Sandy

Eureka Dunes and "sporting" route

Eureka Dunes and “sporting” route


Basin and Tom with fresh snow

Basin and Tom with fresh snow

Ah, the DPS list: peaks for when you have nothing better to do. Sitting in Loony Bean looking at the current and imminent snow in both the Sierra and the Whites, I was at somewhat of a loss for what to do. My “hit the Sierra early” plans were toast for awhile, and even the drier Whites were looking unexpectedly white. I hit up a friend for a shower and bed, and she, being a desert rat, suggested a trip to Saline and/or Death Valleys. After a week spend fighting rain and snow, some time in the driest part of the country seemed like a good idea.

Snowy Whites

Snowy Whites

Topping off on water, gas, and supplies in Big Pine, I headed a couple miles down highway 168, then turned right on the Saline Valley road. Despite having crossed between the Sierra and Rockies too many times over the years, this remote route was new to me. I stayed north instead of heading into Saline Valley, continuing past the end of the pavement to park at a saddle in the Last Chance range. Though the sporting route up Sandy Peak climbs from the Eureka Dunes, the common, boring route from this saddle is easier and involves less driving.

View west to Sierra

View west to Sierra

After lunch, I filled my pack, walked around the car, and noticed I had a flat tire. No problem: I come prepared with both a spare and a can of fix-a-flat. I read the instructions, shook the can, screwed it onto the valve stem, and… listened to it pathetically sputter out after a couple of seconds. More shaking, screwing, and unscrewing forced a bit more of the sealant into the tube, so I moved the car until the tire was puncture-side down, pumped it up the rest of the way with my bike pump, and took off for the peak.

Random desert flower

Random desert flower

Sandy proved to be a classic, boring DPS peak, a long walk through rolling, dusty washes and hills, trying to optimize one’s route to minimize elevation gain and avoid volcanic choss and occasional rocky outcrops. I distracted myself with the occasional flower and views of the Eureka Valley and cloud-shrouded Sierra to the west.
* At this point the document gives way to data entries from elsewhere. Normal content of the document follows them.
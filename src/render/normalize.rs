//! Cell grid normalization shared by the table renderers.

use unicode_normalization::UnicodeNormalization;

use crate::model::{Cell, CellGrid};

use super::{RenderOptions, TableFormat};

/// A rectangular grid of cleaned cell text, ready to draw.
#[derive(Debug, Clone, PartialEq, Eq)]
pub struct NormalizedGrid {
    rows: Vec<Vec<String>>,
    columns: usize,
}

impl NormalizedGrid {
    /// Get the rows; every row has [`columns`](Self::columns) cells.
    pub fn rows(&self) -> &[Vec<String>] {
        &self.rows
    }

    /// Number of columns.
    pub fn columns(&self) -> usize {
        self.columns
    }

    /// Convert back into a cell grid with every cell present.
    pub fn to_cell_grid(&self) -> CellGrid {
        CellGrid::from_strings(self.rows.iter().map(|r| r.iter().cloned()))
    }
}

/// Clean and pad a grid for the given table format.
///
/// Absent cells become empty strings, line breaks become a space (ASCII) or
/// disappear (HTML), and cells are trimmed. Every row is padded to the widest
/// row. In HTML, short summary rows get their padding right after the first
/// cell so the label stays left and the figures line up under the header.
///
/// Returns `None` for a grid with no rows or an empty first row.
pub fn normalize(
    grid: &CellGrid,
    format: TableFormat,
    options: &RenderOptions,
) -> Option<NormalizedGrid> {
    if !grid.is_renderable() {
        return None;
    }

    let line_break = match format {
        TableFormat::Ascii => " ",
        TableFormat::Html => "",
    };

    let rows: Vec<Vec<String>> = grid
        .rows()
        .iter()
        .map(|row| {
            row.iter()
                .map(|cell| clean_cell(cell, line_break, options.normalize_unicode))
                .collect()
        })
        .collect();

    let columns = rows.iter().map(Vec::len).max().unwrap_or(0);

    let rows = rows
        .into_iter()
        .map(|row| pad_row(row, columns, format, options))
        .collect();

    Some(NormalizedGrid { rows, columns })
}

fn clean_cell(cell: &Cell, line_break: &str, nfc: bool) -> String {
    let raw = cell.as_deref().unwrap_or("");
    let text: String = if nfc { raw.nfc().collect() } else { raw.to_string() };
    text.replace("\r\n", line_break)
        .replace(['\n', '\r'], line_break)
        .trim()
        .to_string()
}

fn pad_row(
    mut row: Vec<String>,
    columns: usize,
    format: TableFormat,
    options: &RenderOptions,
) -> Vec<String> {
    let missing = columns - row.len();
    if missing == 0 {
        return row;
    }

    let summary = format == TableFormat::Html
        && row
            .first()
            .is_some_and(|first| options.summary_rule.is_summary(first));

    if summary {
        row.splice(1..1, std::iter::repeat(String::new()).take(missing));
    } else {
        row.resize(columns, String::new());
    }
    row
}
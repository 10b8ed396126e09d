//! Reading-order reconstruction and table merging.

mod extractor;
mod linearize;
pub mod merge;
mod options;

pub use extractor::Extractor;
pub use linearize::PageLinearizer;
pub use merge::{merge, merge_with_report, MergeReport};
pub use options::{ErrorMode, ExtractOptions, PageSelection};
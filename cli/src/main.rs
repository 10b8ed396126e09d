//! pdfstitch CLI - reading-order text extraction with merged tables

use std::fs;
use std::path::{Path, PathBuf};

use clap::{Parser, Subcommand, ValueEnum};
use colored::Colorize;

use pdfstitch::{
    convert_ascii_tables_to_html, extract_file, extract_to_string, ExtractOptions, JsonFormat,
    PageSelection, RenderOptions, TableFormat,
};

#[derive(Parser)]
#[command(name = "pdfstitch")]
#[command(version)]
#[command(
    about = "Rebuild reading-order text from PDF layout output, merging tables split across pages",
    long_about = None
)]
struct Cli {
    /// Input PDF or layout dump
    #[arg(value_name = "INPUT")]
    input: Option<PathBuf>,

    /// Output text file
    #[arg(value_name = "OUTPUT")]
    output: Option<PathBuf>,

    /// Table rendering mode
    #[arg(long, value_enum, default_value = "html")]
    tables: TableMode,

    /// Page range (e.g., "1-10", "1,3,5")
    #[arg(long)]
    pages: Option<String>,

    /// Keep tables split across pages separate
    #[arg(long)]
    no_merge: bool,

    /// Skip pages whose table detection fails instead of aborting
    #[arg(long)]
    lenient: bool,

    #[command(subcommand)]
    command: Option<Commands>,
}

#[derive(Subcommand)]
enum Commands {
    /// Convert ASCII tables in an existing text output to HTML
    Retrofit {
        /// Text file produced with ASCII tables
        #[arg(value_name = "INPUT")]
        input: PathBuf,

        /// Output text file
        #[arg(value_name = "OUTPUT")]
        output: PathBuf,
    },

    /// Dump the rebuilt element sequence as JSON
    Json {
        /// Input PDF or layout dump
        #[arg(value_name = "INPUT")]
        input: PathBuf,

        /// Output file (stdout if not specified)
        #[arg(short, long, value_name = "FILE")]
        output: Option<PathBuf>,

        /// Output compact JSON
        #[arg(long)]
        compact: bool,
    },

    /// Show document statistics
    Info {
        /// Input PDF or layout dump
        #[arg(value_name = "INPUT")]
        input: PathBuf,
    },

    /// Show version information
    Version,
}

#[derive(Copy, Clone, PartialEq, Eq, ValueEnum)]
enum TableMode {
    /// HTML tables (default)
    Html,
    /// Fixed-width ASCII tables
    Ascii,
}

impl From<TableMode> for TableFormat {
    fn from(mode: TableMode) -> Self {
        match mode {
            TableMode::Html => TableFormat::Html,
            TableMode::Ascii => TableFormat::Ascii,
        }
    }
}

fn main() {
    env_logger::init();

    let cli = Cli::parse();

    let result = match cli.command {
        Some(Commands::Retrofit { input, output }) => cmd_retrofit(&input, &output),
        Some(Commands::Json {
            input,
            output,
            compact,
        }) => cmd_json(&input, output.as_deref(), compact),
        Some(Commands::Info { input }) => cmd_info(&input),
        Some(Commands::Version) => {
            cmd_version();
            Ok(())
        }
        None => match (cli.input, cli.output) {
            (Some(input), Some(output)) => cmd_extract(
                &input,
                &output,
                cli.tables,
                cli.pages.as_deref(),
                cli.no_merge,
                cli.lenient,
            ),
            _ => {
                println!("{}", "Usage: pdfstitch <INPUT> <OUTPUT>".yellow());
                println!("       pdfstitch --help for more information");
                Ok(())
            }
        },
    };

    if let Err(e) = result {
        eprintln!("{}: {}", "Error".red().bold(), e);
        std::process::exit(1);
    }
}

fn parse_pages(pages: Option<&str>) -> Result<PageSelection, Box<dyn std::error::Error>> {
    match pages {
        Some(p) => Ok(PageSelection::parse(p).map_err(|e| format!("Invalid page range: {}", e))?),
        None => Ok(PageSelection::All),
    }
}

/// Write text to `path`, creating missing parent directories.
fn write_output(path: &Path, content: &str) -> std::io::Result<()> {
    if let Some(parent) = path.parent() {
        if !parent.as_os_str().is_empty() {
            fs::create_dir_all(parent)?;
        }
    }
    fs::write(path, content)
}

fn cmd_extract(
    input: &Path,
    output: &Path,
    tables: TableMode,
    pages: Option<&str>,
    no_merge: bool,
    lenient: bool,
) -> Result<(), Box<dyn std::error::Error>> {
    let mut options = ExtractOptions::new()
        .with_pages(parse_pages(pages)?)
        .merge_tables(!no_merge);
    if lenient {
        options = options.lenient();
    }
    let render_options = RenderOptions::new().with_table_format(tables.into());
    log::debug!("Extracting {} with {:?}", input.display(), options);

    // Processing failures are written as the output body
    let text = extract_to_string(input, &options, &render_options);

    write_output(output, &text)?;
    println!(
        "{} Extracted text saved to {}",
        "Success:".green().bold(),
        output.display()
    );

    Ok(())
}

fn cmd_retrofit(input: &Path, output: &Path) -> Result<(), Box<dyn std::error::Error>> {
    let text = fs::read_to_string(input)?;
    let converted = convert_ascii_tables_to_html(&text);

    write_output(output, &converted)?;
    println!("{} {}", "Saved to".green(), output.display());

    Ok(())
}

fn cmd_json(
    input: &Path,
    output: Option<&Path>,
    compact: bool,
) -> Result<(), Box<dyn std::error::Error>> {
    let doc = extract_file(input, &ExtractOptions::default())?;

    let format = if compact {
        JsonFormat::Compact
    } else {
        JsonFormat::Pretty
    };

    let json = pdfstitch::render::to_json(&doc, format)?;

    if let Some(path) = output {
        write_output(path, &json)?;
        println!("{} {}", "Saved to".green(), path.display());
    } else {
        println!("{}", json);
    }

    Ok(())
}

fn cmd_info(input: &Path) -> Result<(), Box<dyn std::error::Error>> {
    // Lenient so a page with broken table detection still counts
    let format = pdfstitch::detect_format_from_path(input)?;
    let doc = extract_file(input, &ExtractOptions::new().lenient())?;
    let stats = &doc.stats;

    println!("{}", "Document Information".cyan().bold());
    println!("{}", "─".repeat(40).dimmed());

    println!("{}: {}", "File".bold(), input.display());
    println!("{}: {}", "Format".bold(), format);
    println!("{}: {}", "Pages".bold(), doc.page_count);

    println!();
    println!("{}", "Content Statistics".cyan().bold());
    println!("{}", "─".repeat(40).dimmed());

    println!("{}: {}", "Text blocks".bold(), stats.text_block_count);
    println!("{}: {}", "Words".bold(), stats.word_count);
    println!("{}: {}", "Tables".bold(), stats.table_count);
    println!("{}: {}", "Table rows".bold(), stats.row_count);
    println!("{}: {}", "Merged tables".bold(), stats.merged_table_count);

    Ok(())
}

fn cmd_version() {
    println!("{} {}", "pdfstitch".cyan().bold(), env!("CARGO_PKG_VERSION"));
    println!("Reading-order text extraction with cross-page table merging");
}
Despite finding only occasional cairns and bits of use trail along the way, I saw quite a bit of traffic in the summit register, including a number of friends as well as the desert regulars.

"Desert grouse"

“Desert grouse”

Retracing my steps, I startled some sort of desert grouse and about a dozen of its chicks. They scattered, hiding under sagebrush before I got a picture of the whole gaggle, and the hen clucked to her brood from a safe distance until I moved on. Returning to the car, I topped off my rear tire, which was still leaking slowly, added a bit more sealant, and drove on to Last Chance Spring to camp.

3 responses to “Sandy

  1. When I did Sandy Point, I actually climbed up from the desert floor from Death Valley road, directly east of Sandy summit. Probably more interesting than your chosen route, as the saddle you top out on, on Sandy P. ridge is directly above the Eureka sand dunes, giving a very direct birds eye view of the formation. It was spectacular to top out and see this, then there was some easy scrambling along the rocky ridge (but fun) to get to the summit north of the saddle. It was about 4,100 ft. of gain for the day.

    • Yep, your way was definitely more sporting, much like the (intended, according to Mantle’s register entry) route up from the dunes. But the desert often makes me lazy, and I only had half a day.

      • I didn’t go up from the dunes, I went up via Death Valley road on the other side. (scottys castle side of Sandy Point.